If you walk through the Hotel Chelsea today, should you get past the makeshift front desk in an area just left of where the famed, art-filled lobby used to be, you will feel like you are in a construction zone. The idea that anyone lives behind one of the doors you'll pass by is almost unfathomable—there is dust everywhere, exposed wires hanging haphazardly, and holes appear in the creaky floors.

One of the hallways in the Hotel Chelsea, October 2018.

Tod Seelie / Gothamist

The hotel is wrapped in plastic, and quiet—not in an eerie way, but in a way that makes you sad. No humans, just machines making construction noises. Or destruction noises, depending on which side of the door you're on. The rowdy ghosts of the past that defined this place and built its legend are now all muted by a luxury takeover that's nearly a decade in the making. But there are signs of life, like at Room 111, which has a "tenant occupied" sign on its aged wooden door—it gives you the feeling that there's been an "event" that's wiped out most of the population, and those who remain must make themselves known.

Another sign to the right reads: "Be Nice To Each Other." The words are likely for the hotel's overlords, more than fellow residents.

Tod Seelie / Gothamist

In its glory days, under the management of Stanley Bard (beloved by tenants, and son to David, one of the original 1939 owners), the Hotel Chelsea was a hub of activity, a bohemian palace for the city's creatives, wanderers, and anyone who found themselves here in search of a New York City they saw through the works of Andy Warhol, Robert Mapplethorpe, William S. Burroughs, and Patti Smith. Bard, who was ousted in 2007 and died in 2017, fostered a community in the building, something he once told Gothamist he regarded as a "Mutual Appreciation Society." He preserved this and protected it fiercely while the place was under his stewardship, but it quickly diminished once he was gone.

These days, only about 50 residents remain, all protected by rent stabilization laws, and some of whom were originally assigned their room by Bard himself. Some of these last remaining holdouts are now the subject of a new coffee table book from Ray Mock and photographer Colin Miller, called Hotel Chelsea: Living in the Last Bohemian Haven (click through the above photos for a look).

One long timer on the top floor described Bard's tenant-unit matchmaking process: "You spoke to Stanley and if he liked you, he showed you apartments. He'd always start by showing you his worst apartments and you'd say, No no no! Slowly you'd get to one that was acceptable." And if he really liked your vibe, he'd direct you to some of the best units. Some of those best units were on the roof, and as of our visit there last year some still remain, but sadly did not make it into this book.
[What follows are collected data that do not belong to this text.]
use qa_ledger_core::{
    Canonical, Cycle, Entity, EntityId, Execution, ExecutionStatus, Item, Project, Stored, User,
    Version,
};
use rusqlite::types::Type;
use rusqlite::{params, Connection, OptionalExtension, Row};
use time::format_description::well_known::Rfc3339;
use time::macros::format_description;
use time::{Date, OffsetDateTime};

/// Row mapping and SQL for one canonical table.
///
/// `select` and `insert_key` only read the natural-key fields of the value;
/// `upsert` writes every business field and overwrites previous values.
pub trait Record: Canonical + Clone + Sized {
    const TABLE: &'static str;
    const COLUMNS: &'static str;

    fn from_row(row: &Row<'_>) -> rusqlite::Result<Stored<Self>>;

    fn select(conn: &Connection, keyed: &Self) -> rusqlite::Result<Option<Stored<Self>>>;

    fn insert_key(conn: &Connection, keyed: &Self) -> rusqlite::Result<usize>;

    fn upsert(conn: &Connection, value: &Self) -> rusqlite::Result<usize>;

    fn into_entity(stored: Stored<Self>) -> Entity;

    fn from_entity(entity: Entity) -> Option<Stored<Self>>;

    /// Name of a mandatory reference that is still unset, if any.
    fn missing_reference(&self) -> Option<&'static str> {
        None
    }
}

impl Record for Project {
    const TABLE: &'static str = "project";
    const COLUMNS: &'static str = "id, name";

    fn from_row(row: &Row<'_>) -> rusqlite::Result<Stored<Self>> {
        Ok(Stored::new(EntityId(row.get(0)?), Self { name: row.get(1)? }))
    }

    fn select(conn: &Connection, keyed: &Self) -> rusqlite::Result<Option<Stored<Self>>> {
        conn.query_row(
            "SELECT id, name FROM project WHERE name = ?1",
            params![keyed.name],
            Self::from_row,
        )
        .optional()
    }

    fn insert_key(conn: &Connection, keyed: &Self) -> rusqlite::Result<usize> {
        conn.execute("INSERT INTO project(name) VALUES (?1)", params![keyed.name])
    }

    fn upsert(conn: &Connection, value: &Self) -> rusqlite::Result<usize> {
        conn.execute(
            "INSERT INTO project(name) VALUES (?1) ON CONFLICT(name) DO NOTHING",
            params![value.name],
        )
    }

    fn into_entity(stored: Stored<Self>) -> Entity {
        Entity::Project(stored)
    }

    fn from_entity(entity: Entity) -> Option<Stored<Self>> {
        match entity {
            Entity::Project(stored) => Some(stored),
            _ => None,
        }
    }
}

impl Record for Version {
    const TABLE: &'static str = "version";
    const COLUMNS: &'static str = "id, project_id, name, start_date, end_date, released";

    fn from_row(row: &Row<'_>) -> rusqlite::Result<Stored<Self>> {
        Ok(Stored::new(
            EntityId(row.get(0)?),
            Self {
                project_id: EntityId(row.get(1)?),
                name: row.get(2)?,
                start_date: date_column(row, 3)?,
                end_date: date_column(row, 4)?,
                released: row.get(5)?,
            },
        ))
    }

    fn select(conn: &Connection, keyed: &Self) -> rusqlite::Result<Option<Stored<Self>>> {
        conn.query_row(
            "SELECT id, project_id, name, start_date, end_date, released
             FROM version WHERE project_id = ?1 AND name = ?2",
            params![keyed.project_id.0, keyed.name],
            Self::from_row,
        )
        .optional()
    }

    fn insert_key(conn: &Connection, keyed: &Self) -> rusqlite::Result<usize> {
        conn.execute(
            "INSERT INTO version(project_id, name) VALUES (?1, ?2)",
            params![keyed.project_id.0, keyed.name],
        )
    }

    fn upsert(conn: &Connection, value: &Self) -> rusqlite::Result<usize> {
        conn.execute(
            "INSERT INTO version(project_id, name, start_date, end_date, released)
             VALUES (?1, ?2, ?3, ?4, ?5)
             ON CONFLICT(project_id, name) DO UPDATE SET
               start_date = excluded.start_date,
               end_date = excluded.end_date,
               released = excluded.released",
            params![
                value.project_id.0,
                value.name,
                date_text(value.start_date)?,
                date_text(value.end_date)?,
                value.released,
            ],
        )
    }

    fn into_entity(stored: Stored<Self>) -> Entity {
        Entity::Version(stored)
    }

    fn from_entity(entity: Entity) -> Option<Stored<Self>> {
        match entity {
            Entity::Version(stored) => Some(stored),
            _ => None,
        }
    }
}

impl Record for Item {
    const TABLE: &'static str = "item";
    const COLUMNS: &'static str = "id, key, project_id, name, description, priority, status, folder";

    fn from_row(row: &Row<'_>) -> rusqlite::Result<Stored<Self>> {
        Ok(Stored::new(
            EntityId(row.get(0)?),
            Self {
                key: row.get(1)?,
                project_id: row.get::<_, Option<i64>>(2)?.map(EntityId),
                name: row.get(3)?,
                description: row.get(4)?,
                priority: row.get(5)?,
                status: row.get(6)?,
                folder: row.get(7)?,
            },
        ))
    }

    fn select(conn: &Connection, keyed: &Self) -> rusqlite::Result<Option<Stored<Self>>> {
        conn.query_row(
            "SELECT id, key, project_id, name, description, priority, status, folder
             FROM item WHERE key = ?1",
            params![keyed.key],
            Self::from_row,
        )
        .optional()
    }

    fn insert_key(conn: &Connection, keyed: &Self) -> rusqlite::Result<usize> {
        conn.execute("INSERT INTO item(key) VALUES (?1)", params![keyed.key])
    }

    fn upsert(conn: &Connection, value: &Self) -> rusqlite::Result<usize> {
        conn.execute(
            "INSERT INTO item(key, project_id, name, description, priority, status, folder)
             VALUES (?1, ?2, ?3, ?4, ?5, ?6, ?7)
             ON CONFLICT(key) DO UPDATE SET
               project_id = excluded.project_id,
               name = excluded.name,
               description = excluded.description,
               priority = excluded.priority,
               status = excluded.status,
               folder = excluded.folder",
            params![
                value.key,
                value.project_id.map(|id| id.0),
                value.name,
                value.description,
                value.priority,
                value.status,
                value.folder,
            ],
        )
    }

    fn into_entity(stored: Stored<Self>) -> Entity {
        Entity::Item(stored)
    }

    fn from_entity(entity: Entity) -> Option<Stored<Self>> {
        match entity {
            Entity::Item(stored) => Some(stored),
            _ => None,
        }
    }
}

impl Record for Cycle {
    const TABLE: &'static str = "cycle";
    const COLUMNS: &'static str = "id, key, version_id, name, start_date, end_date";

    fn from_row(row: &Row<'_>) -> rusqlite::Result<Stored<Self>> {
        Ok(Stored::new(
            EntityId(row.get(0)?),
            Self {
                key: row.get(1)?,
                version_id: row.get::<_, Option<i64>>(2)?.map(EntityId),
                name: row.get(3)?,
                start_date: date_column(row, 4)?,
                end_date: date_column(row, 5)?,
            },
        ))
    }

    fn select(conn: &Connection, keyed: &Self) -> rusqlite::Result<Option<Stored<Self>>> {
        conn.query_row(
            "SELECT id, key, version_id, name, start_date, end_date FROM cycle WHERE key = ?1",
            params![keyed.key],
            Self::from_row,
        )
        .optional()
    }

    fn insert_key(conn: &Connection, keyed: &Self) -> rusqlite::Result<usize> {
        conn.execute("INSERT INTO cycle(key, name) VALUES (?1, ?1)", params![keyed.key])
    }

    fn upsert(conn: &Connection, value: &Self) -> rusqlite::Result<usize> {
        conn.execute(
            "INSERT INTO cycle(key, version_id, name, start_date, end_date)
             VALUES (?1, ?2, ?3, ?4, ?5)
             ON CONFLICT(key) DO UPDATE SET
               version_id = excluded.version_id,
               name = excluded.name,
               start_date = excluded.start_date,
               end_date = excluded.end_date",
            params![
                value.key,
                value.version_id.map(|id| id.0),
                value.name,
                date_text(value.start_date)?,
                date_text(value.end_date)?,
            ],
        )
    }

    fn into_entity(stored: Stored<Self>) -> Entity {
        Entity::Cycle(stored)
    }

    fn from_entity(entity: Entity) -> Option<Stored<Self>> {
        match entity {
            Entity::Cycle(stored) => Some(stored),
            _ => None,
        }
    }

    fn missing_reference(&self) -> Option<&'static str> {
        self.version_id.is_none().then_some("version")
    }
}

impl Record for Execution {
    const TABLE: &'static str = "execution";
    const COLUMNS: &'static str =
        "id, key, item_id, cycle_id, status_id, executor_id, created_at, executed_at, comment";

    fn from_row(row: &Row<'_>) -> rusqlite::Result<Stored<Self>> {
        Ok(Stored::new(
            EntityId(row.get(0)?),
            Self {
                key: row.get(1)?,
                item_id: row.get::<_, Option<i64>>(2)?.map(EntityId),
                cycle_id: row.get::<_, Option<i64>>(3)?.map(EntityId),
                status_id: row.get::<_, Option<i64>>(4)?.map(EntityId),
                executor_id: row.get::<_, Option<i64>>(5)?.map(EntityId),
                created_at: timestamp_column(row, 6)?,
                executed_at: timestamp_column(row, 7)?,
                comment: row.get(8)?,
            },
        ))
    }

    fn select(conn: &Connection, keyed: &Self) -> rusqlite::Result<Option<Stored<Self>>> {
        conn.query_row(
            "SELECT id, key, item_id, cycle_id, status_id, executor_id, created_at, executed_at, comment
             FROM execution WHERE key = ?1",
            params![keyed.key],
            Self::from_row,
        )
        .optional()
    }

    fn insert_key(conn: &Connection, keyed: &Self) -> rusqlite::Result<usize> {
        conn.execute("INSERT INTO execution(key) VALUES (?1)", params![keyed.key])
    }

    fn upsert(conn: &Connection, value: &Self) -> rusqlite::Result<usize> {
        conn.execute(
            "INSERT INTO execution(
                key, item_id, cycle_id, status_id, executor_id, created_at, executed_at, comment
             ) VALUES (?1, ?2, ?3, ?4, ?5, ?6, ?7, ?8)
             ON CONFLICT(key) DO UPDATE SET
               item_id = excluded.item_id,
               cycle_id = excluded.cycle_id,
               status_id = excluded.status_id,
               executor_id = excluded.executor_id,
               created_at = excluded.created_at,
               executed_at = excluded.executed_at,
               comment = excluded.comment",
            params![
                value.key,
                value.item_id.map(|id| id.0),
                value.cycle_id.map(|id| id.0),
                value.status_id.map(|id| id.0),
                value.executor_id.map(|id| id.0),
                timestamp_text(value.created_at)?,
                timestamp_text(value.executed_at)?,
                value.comment,
            ],
        )
    }

    fn into_entity(stored: Stored<Self>) -> Entity {
        Entity::Execution(stored)
    }

    fn from_entity(entity: Entity) -> Option<Stored<Self>> {
        match entity {
            Entity::Execution(stored) => Some(stored),
            _ => None,
        }
    }

    fn missing_reference(&self) -> Option<&'static str> {
        if self.item_id.is_none() {
            Some("item")
        } else if self.cycle_id.is_none() {
            Some("cycle")
        } else if self.status_id.is_none() {
            Some("execution_status")
        } else if self.executor_id.is_none() {
            Some("user")
        } else {
            None
        }
    }
}

impl Record for User {
    const TABLE: &'static str = "user";
    const COLUMNS: &'static str = "id, login";

    fn from_row(row: &Row<'_>) -> rusqlite::Result<Stored<Self>> {
        Ok(Stored::new(EntityId(row.get(0)?), Self { login: row.get(1)? }))
    }

    fn select(conn: &Connection, keyed: &Self) -> rusqlite::Result<Option<Stored<Self>>> {
        conn.query_row(
            "SELECT id, login FROM user WHERE login = ?1",
            params![keyed.login],
            Self::from_row,
        )
        .optional()
    }

    fn insert_key(conn: &Connection, keyed: &Self) -> rusqlite::Result<usize> {
        conn.execute("INSERT INTO user(login) VALUES (?1)", params![keyed.login])
    }

    fn upsert(conn: &Connection, value: &Self) -> rusqlite::Result<usize> {
        conn.execute(
            "INSERT INTO user(login) VALUES (?1) ON CONFLICT(login) DO NOTHING",
            params![value.login],
        )
    }

    fn into_entity(stored: Stored<Self>) -> Entity {
        Entity::User(stored)
    }

    fn from_entity(entity: Entity) -> Option<Stored<Self>> {
        match entity {
            Entity::User(stored) => Some(stored),
            _ => None,
        }
    }
}

impl Record for ExecutionStatus {
    const TABLE: &'static str = "execution_status";
    const COLUMNS: &'static str = "id, name";

    fn from_row(row: &Row<'_>) -> rusqlite::Result<Stored<Self>> {
        Ok(Stored::new(EntityId(row.get(0)?), Self { name: row.get(1)? }))
    }

    fn select(conn: &Connection, keyed: &Self) -> rusqlite::Result<Option<Stored<Self>>> {
        conn.query_row(
            "SELECT id, name FROM execution_status WHERE name = ?1",
            params![keyed.name],
            Self::from_row,
        )
        .optional()
    }

    fn insert_key(conn: &Connection, keyed: &Self) -> rusqlite::Result<usize> {
        conn.execute("INSERT INTO execution_status(name) VALUES (?1)", params![keyed.name])
    }

    fn upsert(conn: &Connection, value: &Self) -> rusqlite::Result<usize> {
        conn.execute(
            "INSERT INTO execution_status(name) VALUES (?1) ON CONFLICT(name) DO NOTHING",
            params![value.name],
        )
    }

    fn into_entity(stored: Stored<Self>) -> Entity {
        Entity::ExecutionStatus(stored)
    }

    fn from_entity(entity: Entity) -> Option<Stored<Self>> {
        match entity {
            Entity::ExecutionStatus(stored) => Some(stored),
            _ => None,
        }
    }
}

fn date_text(value: Option<Date>) -> rusqlite::Result<Option<String>> {
    value
        .map(|date| date.format(format_description!("[year]-[month]-[day]")))
        .transpose()
        .map_err(|err| rusqlite::Error::ToSqlConversionFailure(Box::new(err)))
}

fn timestamp_text(value: Option<OffsetDateTime>) -> rusqlite::Result<Option<String>> {
    value
        .map(|timestamp| timestamp.format(&Rfc3339))
        .transpose()
        .map_err(|err| rusqlite::Error::ToSqlConversionFailure(Box::new(err)))
}

fn date_column(row: &Row<'_>, index: usize) -> rusqlite::Result<Option<Date>> {
    let Some(raw) = row.get::<_, Option<String>>(index)? else {
        return Ok(None);
    };
    Date::parse(&raw, format_description!("[year]-[month]-[day]"))
        .map(Some)
        .map_err(|err| rusqlite::Error::FromSqlConversionFailure(index, Type::Text, Box::new(err)))
}

fn timestamp_column(row: &Row<'_>, index: usize) -> rusqlite::Result<Option<OffsetDateTime>> {
    let Some(raw) = row.get::<_, Option<String>>(index)? else {
        return Ok(None);
    };
    OffsetDateTime::parse(&raw, &Rfc3339)
        .map(Some)
        .map_err(|err| rusqlite::Error::FromSqlConversionFailure(index, Type::Text, Box::new(err)))
}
The roofop of the Hotel Chelsea, October 2018.

Tod Seelie / Gothamist

The book beautifully captures around half of the remaining residents and their apartments, many of which feature layers of fabrics, art, wallpaper, textures, and a life lived—a maximalist aesthetic you might expect to find there, and a storied tapestry you would never find at a regular hotel. These are the apartments of New Yorkers—collectors of life, eccentric devotees of the city, haters of a cookie cutter. Their homes will soon live in stark contrast to the hotel rooms being built around them for tourists.

One of the residents featured in the book, Suzanne Lipschutz, moved to the hotel in the early '90s after moving out of her longtime Greenwich Village apartment. A downsize in space, but an upgrade in experience—"It was her scene," the book states, "Stanley Bard gave her Room 311, a one-bedroom toward the front of the building with a small kitchen and a balcony." She made her home there for twenty years, until she was offered a larger apartment "built out to her exact requirements" by hotelier Ed Scheetz, when he had taken over things there. (He left in 2016, when hotelier Richard Born took over—he currently runs BD Hotels, and in turn the Hotel Chelsea, with Ira Drukier.)

Another resident, Zev Greenfield, lives in one of the rare minimalist apartments on the top floor of the place, which he inherited from his mother; he was 15 when he first walked through the hotel doors and saw William S. Burroughs in the lobby with Allen Ginsberg. Residents like Greenfield have become important storytellers, guarding what is cherished about the legendary Chelsea, keeping it alive as developers bury its past.

The Hotel Chelsea is about to enter its 9th year of renovations and construction, and will eventually reopen as a luxury hotel, but at least these residents will remain, alongside what will undoubtedly be the bastardization of an authentic world they helped create.